Thank you so much for your comment Sieran! I relate to a lot of what you've said here, also being a small-statured and quiet trans man who works in a field filled with predominately women. Most of the professional spaces I've occupied have been explicitly feminist spaces where women being in leadership positions, calling out sexism, and complaining about men was common. And of the handful of men who do get hired in my department, nearly all of them are gay and communicate in very feminine-coded ways.
Before I transitioned, I think this gender breakdown and culture insulated me from experiencing much sexism, and it's benefitted me immensely afterward, as well. There's very little overt competitiveness or pushiness in this environment, and when I do assert myself, people value my perspective and also don't feel like they have to put their guard up around me.

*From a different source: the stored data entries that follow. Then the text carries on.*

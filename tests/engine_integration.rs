//! End-to-end runs of the game on the headless platform.

use std::cell::RefCell;
use std::rc::Rc;

use bevy_ecs::prelude::*;
use haunt_engine::components::gameobject::{Behavior, EntityKind};
use haunt_engine::components::tombstone::Tombstone;
use haunt_engine::engine::platform::{HeadlessPlatform, InputScript};
use haunt_engine::engine::{EngineState, GameEngine};
use haunt_engine::error::EngineError;
use haunt_engine::events::audio::AudioCmd;
use haunt_engine::events::gamepad::GamepadButton;
use haunt_engine::events::{CHANGE_SCREEN, GameEvent};
use haunt_engine::game::{self, CHARACTER_SELECT, GAME_END, GAMEPLAY, TITLE};
use haunt_engine::resources::eventbus::{EventBus, trigger_event};
use haunt_engine::resources::gameconfig::GameConfig;
use haunt_engine::resources::session::{CharacterId, Session};

const DT: f32 = 0.25;

fn config(time_per_phase: f32) -> GameConfig {
    let mut config = GameConfig::with_path("does/not/exist.ini");
    config.time_per_phase = time_per_phase;
    config.seed = Some(1234);
    config
}

fn engine(frames: u64, script: InputScript, time_per_phase: f32) -> GameEngine<HeadlessPlatform> {
    let platform = HeadlessPlatform::new(frames, DT).with_script(script);
    let mut engine = GameEngine::new("test", platform, config(time_per_phase));
    game::register_screens(&mut engine, Some(1234));
    engine
}

/// Record every `change_screen` request for the whole run.
fn watch_screen_changes(engine: &mut GameEngine<HeadlessPlatform>) -> Rc<RefCell<Vec<String>>> {
    let seen: Rc<RefCell<Vec<String>>> = Rc::default();
    let sink = Rc::clone(&seen);
    engine
        .world_mut()
        .non_send_resource_mut::<EventBus>()
        .add_persistent_listener(CHANGE_SCREEN, move |event, _| {
            if let GameEvent::ChangeScreen(id) = event {
                sink.borrow_mut().push(id.clone());
            }
        });
    seen
}

/// Run `n` frames: update then draw, which advances the platform clock.
fn run(engine: &mut GameEngine<HeadlessPlatform>, n: usize) {
    for _ in 0..n {
        engine.update(DT).unwrap();
        engine.draw();
    }
}

fn count_kind(engine: &mut GameEngine<HeadlessPlatform>, kind: EntityKind) -> usize {
    let world = engine.world_mut();
    let mut query = world.query::<&Behavior>();
    query.iter(world).filter(|b| b.0.kind() == kind).count()
}

/// Two players join and lock the first and third characters. Gameplay
/// starts at the end of frame 11.
fn two_player_team() -> InputScript {
    InputScript::new()
        .tap(1, 0, GamepadButton::Start)
        .tap(4, 1, GamepadButton::B)
        .tap(6, 1, GamepadButton::Right)
        .tap(8, 0, GamepadButton::A)
        .tap(10, 1, GamepadButton::A)
}

#[test]
fn unknown_screen_is_fatal() {
    let mut engine = engine(5, InputScript::new(), 30.0);
    let err = engine.change_game_screen("Lobby").unwrap_err();
    assert!(matches!(err, EngineError::UnknownScreen(ref id) if id == "Lobby"));
    assert_eq!(engine.current_screen_id(), None);
}

#[test]
fn title_to_character_select() {
    let script = InputScript::new().tap(1, 3, GamepadButton::Start);
    let mut engine = engine(10, script, 30.0);
    engine.change_game_screen(TITLE).unwrap();
    run(&mut engine, 3);
    assert_eq!(engine.current_screen_id(), Some(CHARACTER_SELECT));
    let session = engine.world().resource::<Session>();
    assert_eq!(session.player_map.get(&3), Some(&1));
}

#[test]
fn team_selection_starts_gameplay_once() {
    let script = two_player_team().tap(11, 0, GamepadButton::A);
    let mut engine = engine(20, script, 30.0);
    let changes = watch_screen_changes(&mut engine);
    engine.change_game_screen(TITLE).unwrap();
    run(&mut engine, 16);

    assert_eq!(engine.current_screen_id(), Some(GAMEPLAY));
    let gameplay_requests = changes.borrow().iter().filter(|id| *id == GAMEPLAY).count();
    assert_eq!(gameplay_requests, 1);

    let session = engine.world().resource::<Session>();
    assert_eq!(session.num_players, 2);
    assert_eq!(session.char_map.get(&1), Some(&CharacterId::Psychic));
    assert_eq!(session.char_map.get(&2), Some(&CharacterId::Journalist));
    assert_eq!(count_kind(&mut engine, EntityKind::Character), 2);
}

#[test]
fn villain_spawns_once_per_round() {
    let mut engine = engine(100, two_player_team(), 1.0);
    engine.change_game_screen(TITLE).unwrap();
    run(&mut engine, 13);
    assert_eq!(engine.current_screen_id(), Some(GAMEPLAY));
    assert_eq!(count_kind(&mut engine, EntityKind::Villain), 0);

    run(&mut engine, 4);
    assert_eq!(count_kind(&mut engine, EntityKind::Villain), 1);

    run(&mut engine, 8);
    if engine.current_screen_id() == Some(GAMEPLAY) {
        assert_eq!(count_kind(&mut engine, EntityKind::Villain), 1);
    }
    let hunt_cues = engine
        .platform()
        .audio_log()
        .iter()
        .filter(|cmd| matches!(cmd, AudioCmd::PlayFx { id } if id.ends_with("start.ogg")))
        .count();
    assert_eq!(hunt_cues, 1);
}

#[test]
fn last_death_ends_round_and_start_returns_to_title() {
    let script = two_player_team().tap(16, 0, GamepadButton::Start);
    let mut engine = engine(100, script, 30.0);
    engine.change_game_screen(TITLE).unwrap();
    run(&mut engine, 13);
    assert_eq!(engine.current_screen_id(), Some(GAMEPLAY));

    let world = engine.world_mut();
    let characters: Vec<Entity> = world
        .query::<(Entity, &Behavior)>()
        .iter(world)
        .filter(|(_, b)| b.0.kind() == EntityKind::Character)
        .map(|(e, _)| e)
        .collect();
    for (i, entity) in characters.into_iter().enumerate() {
        world.entity_mut(entity).insert(Tombstone);
        trigger_event(world, GameEvent::PlayerDied { player_number: i as i32 + 1 });
    }
    run(&mut engine, 1);
    assert_eq!(engine.current_screen_id(), Some(GAME_END));
    assert!(engine.world().resource::<Session>().last_round.is_some());
    assert_eq!(count_kind(&mut engine, EntityKind::Clue), 0);
    assert!(
        engine
            .platform()
            .last_frame_texts()
            .contains(&"GAME OVER")
    );

    run(&mut engine, 4);
    assert_eq!(engine.current_screen_id(), Some(TITLE));
    assert!(engine.world().resource::<Session>().player_map.is_empty());
}

#[test]
fn full_run_reaches_frame_budget() {
    let mut engine = engine(30, two_player_team(), 2.0);
    engine.change_game_screen(TITLE).unwrap();
    engine.start().unwrap();
    assert_eq!(engine.state(), EngineState::Exited);
    assert_eq!(engine.platform().frames_run(), 30);
    assert_eq!(engine.current_screen_id(), None);
}

#[test]
fn gameplay_without_selection_is_still_playable() {
    let mut engine = engine(10, InputScript::new(), 30.0);
    engine.world_mut().resource_mut::<Session>().num_players = 1;
    engine.change_game_screen(GAMEPLAY).unwrap();
    run(&mut engine, 1);
    assert!(engine.platform().last_frame_texts().contains(&"P1"));
}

Sometimes effeminacy makes us less threatening as marginalized men, because it reads almost as an effacing of our societal power I think? And I think that might be a factor in both of our experiences.
Outside of work, I have gotten to know a lot of straight guys, some of them very masculine and from hyper-masculine cultural milieus -- but I've found them to be surprisingly tender and vulnerable around me. A big construction worker commented my perfume outside of the pharmacy the other day, and another guy on the bus told me all about grieving his son who passed away many years ago. I don't know what it is exactly, but I do think that my smallness and effeminacy actually can make even men feel more warmly toward me, and like they can drop the masculine posturing, and many of them seem to be desperate to do it.